Social Security has published a proposed rule that shortens the lookback period for past relevant work (PRW) from the current 15 years to a 5 year period. The proposed rule would recognize that claimants often do not remember the details of a job held 15 years ago. Further, that past job has limited relevance to a claimant’s ability currently to perform that work, because the workplace has changed significantly.  Similarly, job skills acquired 15 years ago are unlikely to be readily transferable to a significant range of semi-skilled or skilled jobs in the current workplace.

The comment period for the rule closes in a week, on November 28th (which is 60 days after the date the proposed rule was published). It has been interesting reading the public comments to the proposed rule. Of the 50+ comments made to date, there are a few stray comments that oppose the proposed rule. The overwhelming majority of the comments, including mine, are strongly supportive of the rule change.

One comment in particular caught my eye. Submitted by Social Security disability lawyer Andrew Kinney, the comment suggests that the new 5-year rule should from the date of adjudication ONLY, and not from the date last insured (DLI), if the DLI is earlier. It is a very good point.

The current rule looks back 15 years from the date of adjudication, or from the date “when the disability insured status requirement was last met, if earlier”. See 20 C.F.R. 404.1565(a).
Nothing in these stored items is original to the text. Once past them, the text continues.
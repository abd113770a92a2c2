//! Interval Engine - applies sparse symbolic deltas to timestamps
//!
//! Day, hour, minute and second deltas are flat second counts. Year and
//! month deltas depend on variable month lengths, so they go through the
//! authority: timestamp → structured date, shift and normalize the month,
//! structured date → timestamp. Flat parts are added on top afterwards.

use calbridge_core::{AuthorityError, AuthorityHandle, Interval, Timestamp, SECONDS_PER_DAY};
use tracing::{debug, warn};

use crate::convert::clamp_i32;
use crate::ApproximationConfig;

const MONTHS_PER_YEAR: i64 = 12;

/// Normalize a 1-based month into `[1, 12]`, carrying whole years.
///
/// Returns `None` if the carried year overflows.
pub fn normalize_month(year: i64, month: i64) -> Option<(i64, i64)> {
    let zero_based = month.checked_sub(1)?;
    let year = year.checked_add(zero_based.div_euclid(MONTHS_PER_YEAR))?;
    Some((year, zero_based.rem_euclid(MONTHS_PER_YEAR) + 1))
}

/// Interval Engine
#[derive(Clone, Default)]
pub struct IntervalEngine {
    authority: Option<AuthorityHandle>,
    approx: ApproximationConfig,
}

impl IntervalEngine {
    /// Engine backed by an authority
    pub fn new(authority: AuthorityHandle) -> Self {
        IntervalEngine {
            authority: Some(authority),
            approx: ApproximationConfig::default(),
        }
    }

    /// Engine for degraded mode, approximating years and months
    pub fn detached() -> Self {
        Self::default()
    }

    pub fn with_authority(authority: Option<AuthorityHandle>, approx: ApproximationConfig) -> Self {
        IntervalEngine { authority, approx }
    }

    pub fn has_authority(&self) -> bool {
        self.authority.is_some()
    }

    /// Apply `interval` to `ts`.
    ///
    /// Never fails: authority errors on the year/month path are logged and
    /// the input timestamp is returned unchanged.
    pub fn apply(&self, ts: Timestamp, interval: Option<&Interval>) -> Timestamp {
        let Some(iv) = interval else {
            return ts;
        };
        if iv.is_empty() {
            return ts;
        }

        if !iv.has_calendar_component() {
            return ts + iv.flat_seconds();
        }

        let Some(authority) = self.authority.as_ref() else {
            return self.approximate(ts, iv);
        };

        match self.apply_calendar(authority, ts, iv) {
            Ok(result) => result,
            Err(e) => {
                warn!(
                    authority = authority.name(),
                    error = %e,
                    ts = ts.as_secs(),
                    "interval arithmetic failed, keeping timestamp"
                );
                ts
            }
        }
    }

    fn apply_calendar(
        &self,
        authority: &AuthorityHandle,
        ts: Timestamp,
        iv: &Interval,
    ) -> Result<Timestamp, AuthorityError> {
        let mut date = authority.to_structured(ts)?;

        let (year, month) = normalize_month(
            i64::from(date.year).saturating_add(iv.year.unwrap_or(0)),
            i64::from(date.month).saturating_add(iv.month.unwrap_or(0)),
        )
        .ok_or_else(|| AuthorityError::InvalidDate("year out of range".into()))?;
        date.year = i32::try_from(year)
            .map_err(|_| AuthorityError::InvalidDate(format!("year {year} out of range")))?;
        date.month = clamp_i32(month);

        let base = authority.to_timestamp(&date)?;
        debug!(
            from = ts.as_secs(),
            to = base.as_secs(),
            year = date.year,
            month = date.month,
            "applied calendar interval"
        );
        Ok(base + iv.flat_seconds())
    }

    /// Flat approximation used without an authority
    fn approximate(&self, ts: Timestamp, iv: &Interval) -> Timestamp {
        let days = iv
            .year
            .unwrap_or(0)
            .saturating_mul(self.approx.year_days())
            .saturating_add(iv.month.unwrap_or(0).saturating_mul(self.approx.month_days()));
        ts + days.saturating_mul(SECONDS_PER_DAY).saturating_add(iv.flat_seconds())
    }
}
However, using only the date of adjucation for the PRW period would make sense, for all the reasons underlying the proposed rule change. As Mr. Kinney stated at the end of his comment, “Relying solely on the date of adjudication to calculate PRW in all cases would eliminate the issues you cite surrounding memory and erosion of skills that arise when evaluating PRW in remote DLI situations.” Mr. Kinney is right. Social Security should use the date of adjudication only to define the new 5-year PRW period.

11/27/2023 Update: NOSSCR has submitted its comment, providing reasoned arguments in support of the proposed rule, and urging the SSA to swiftly enact it.

11/29/2023 Update: The comment period has ended. A total of 89 comments were received.